▶ [Activity]:
A verbatim copy of the line containing "for handler in" and all lines after it, up to and including the final line of the records, is the only acceptable output.

BEGIN Study material

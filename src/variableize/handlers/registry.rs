//! Registry mapping action types to their handlers

use super::{all_handlers, ActionHandler};
use std::collections::HashMap;
use std::sync::Arc;
use tracing::debug;

/// Registry that manages the available action handlers
///
/// Built once before any document is processed and shared read-only
/// afterwards.
#[derive(Clone, Default)]
pub struct HandlerRegistry {
    handlers: HashMap<String, Arc<dyn ActionHandler>>,
}

impl HandlerRegistry {
    /// Creates a new empty registry
    pub fn new() -> Self {
        Self::default()
    }

    /// Creates a registry with the built-in handlers
    pub fn with_defaults() -> Self {
        let mut registry = Self::new();
        for handler in all_handlers() {
            registry.register(handler);
        }
        registry
    }

    /// Registers a handler, replacing any previous one for the same action type
    pub fn register(&mut self, handler: Box<dyn ActionHandler>) {
        let handler: Arc<dyn ActionHandler> = Arc::from(handler);
        let action_type = handler.action_type().to_string();
        debug!("Registering handler for {}", action_type);
        self.handlers.insert(action_type, handler);
    }

    /// Gets the handler for an action type
    pub fn get(&self, action_type: &str) -> Option<&Arc<dyn ActionHandler>> {
        self.handlers.get(action_type)
    }

    /// Lists registered action types, sorted
    pub fn list(&self) -> Vec<String> {
        let mut types: Vec<String> = self.handlers.keys().cloned().collect();
        types.sort();
        types
    }

    pub fn len(&self) -> usize {
        self.handlers.len()
    }

    pub fn is_empty(&self) -> bool {
        self.handlers.is_empty()
    }
}

impl std::fmt::Debug for HandlerRegistry {
    fn fmt(&self, f: &mut std::fmt::Formatter<'_>) -> std::fmt::Result {
        f.debug_struct("HandlerRegistry")
            .field("action_types", &self.list())
            .finish()
    }
}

END Study material

▶ [Solution to the problem]:
        for handler in all_handlers() {
            registry.register(handler);
        }
        registry
    }

    /// Registers a handler, replacing any previous one for the same action type
    pub fn register(&mut self, handler: Box<dyn ActionHandler>) {
        let handler: Arc<dyn ActionHandler> = Arc::from(handler);
        let action_type = handler.action_type().to_string();
        debug!("Registering handler for {}", action_type);
        self.handlers.insert(action_type, handler);
    }

    /// Gets the handler for an action type
    pub fn get(&self, action_type: &str) -> Option<&Arc<dyn ActionHandler>> {
        self.handlers.get(action_type)
    }

    /// Lists registered action types, sorted
    pub fn list(&self) -> Vec<String> {
        let mut types: Vec<String> = self.handlers.keys().cloned().collect();
        types.sort();
        types
    }

    pub fn len(&self) -> usize {
        self.handlers.len()
    }

    pub fn is_empty(&self) -> bool {
        self.handlers.is_empty()
    }
}

impl std::fmt::Debug for HandlerRegistry {
    fn fmt(&self, f: &mut std::fmt::Formatter<'_>) -> std::fmt::Result {
        f.debug_struct("HandlerRegistry")
            .field("action_types", &self.list())
            .finish()
    }
}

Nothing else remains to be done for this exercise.